Cleg promised—to please his mother, but he loved his other parent none the more. The next time he saw him come home drunk, he clouted him with a paving-stone from behind the yard wall. He excused himself by saying his mother was not gone away yet.
This was the lesson Isbel taught Cleg every day when he came in to his scanty meals, many of which good Mistress Turner slipped into the house under her apron, when the "brute beast and red-headed gorilla" of her anathema was known to be out of the way.
After a while there came an afternoon when Isbel Kelly felt strangely quiet. It was a drowsy day, and the customary sounds of the brickfield were hushed in the doze of the afternoon sun. Outside it was hot with an intense heat, and a kind of pale bluish smother rose off the burning bricks. The reek of the kilns drifted across the fields, too lazy to rise through the slumberous sunshine. The whole yard radiated blistering heat like an oven.
Isbel sat by the window in a chair which Tim had made during his convalescence; for he was exceedingly handy with tools, and during those days he had nothing worse to do.
She made the house as tidy as she could compass during the morning hours, steadying herself with one hand on the walls as she went about. Cleg, of course, was playing outside. He had come racing in for his dinner with a wisp of hair sticking out of the hole in his hat. Isbel smoothed it down, and because her hand touched him like a caress Cleg put it from him, saying, "Dinna, mother; somebody micht see ye!"
It was hot, and the boy was a little irritable; but his mother understood.

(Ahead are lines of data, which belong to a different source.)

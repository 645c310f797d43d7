//! Field identifiers used by the intake card.
//!
//! Most identifiers are the numeric column codes of the clinical database;
//! the activity-progress fields use named keys.

pub const CARD_CODE: &str = "1";
pub const GENDER: &str = "2";
pub const HEIGHT_CM: &str = "9";
pub const WEIGHT_KG: &str = "10";
pub const BMI: &str = "11";
pub const CHARLSON_INDEX: &str = "27";
pub const CHRONIC_DISEASES: &str = "30";
pub const CHRONIC_DISEASE_STAGES: &str = "30_stage";
pub const LIVING_SITUATION: &str = "102";
pub const MEDICATIONS: &str = "336";

pub const SPPB_TOTAL: &str = "424";
pub const LAWTON_TOTAL: &str = "433";
pub const MMSE_TOTAL: &str = "562";
pub const MOCA_TOTAL: &str = "623";
pub const EQ5D_TOTAL: &str = "396";
pub const MNA_TOTAL: &str = "415";
pub const BARTHEL_TOTAL: &str = "854";

/// Geriatric health index.
pub const GERIATRIC_INDEX: &str = "giz";

/// Fields that must be non-empty before a card can be submitted.
pub const REQUIRED_AT_SUBMIT: [&str; 6] = [
    CARD_CODE,
    GENDER,
    HEIGHT_CM,
    WEIGHT_KG,
    BMI,
    CHRONIC_DISEASES,
];

pub const ANAEROBIC_LEVEL: &str = "anaerobic_level";
pub const CARDIO_LEVEL: &str = "cardio_level";
pub const BALANCE_LEVEL: &str = "balance_level";
pub const STRETCHING_LEVEL: &str = "stretching_level";
pub const OVERALL_LEVEL: &str = "overall_level";

pub const ANAEROBIC_EXERCISES: [&str; 9] = [
    "anaerobic_squat",
    "anaerobic_expander",
    "anaerobic_pushup",
    "anaerobic_leg",
    "anaerobic_sideleg",
    "standing_toes",
    "standing_sideleg",
    "standing_chair",
    "standing_squat",
];

pub const CARDIO_WALKING: &str = "cardio_walking";

pub const BALANCE_EIGHT_WALKING: &str = "balance_eight_walking";

pub const BALANCE_EXERCISES: [&str; 5] = [
    "balance_line_walking",
    "balance_knee_bend",
    "balance_toes_heels",
    "balance_toes_heels_walking",
    BALANCE_EIGHT_WALKING,
];

pub const STRETCHING_EXERCISES: [&str; 7] = [
    "stretch_arms",
    "stretch_shoulders",
    "stretch_thighs",
    "stretch_neck",
    "stretch_ankle",
    "stretch_shoulder_upper_back",
    "stretch_hamstring",
];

Then, as he took the plate of broth, he told his mother all that had happened in the brickfield that day. He had carried clay for Jo, and Jo had given him a penny. Then he had been at a rat-hunt with the best terrier in the world. He had also chased Michael Hennessy twice round the yard after a smart bout of fisticuffs. Thereupon, the men had cheered him, and called him a "perfect wull-cat"—which Cleg took to be a term of praise, and cherished as a soldier does the "penn'orth o' bronze" which constitutes the Victoria Cross.
Isbel only sat and rested and listened. Tim was away for the day, she knew not where, and the minutes Cleg remained indoors and talked to her were her sole and sufficient pleasure. She thanked the Lord for each one of them. But she never called the boy in against his will, nor yet held him longer than he cared to stay.
Yet, somehow, on this day Isbel was more eager than usual to detain her son. She clung to him with a strange kind of yearning. But as soon as Cleg had finished his bread and soup he snatched up his white straw hat-brim and raced out, crying, as he ran, "I'm awa', mither—Tam Gillivray has stealed my auld basin withoot the bottom."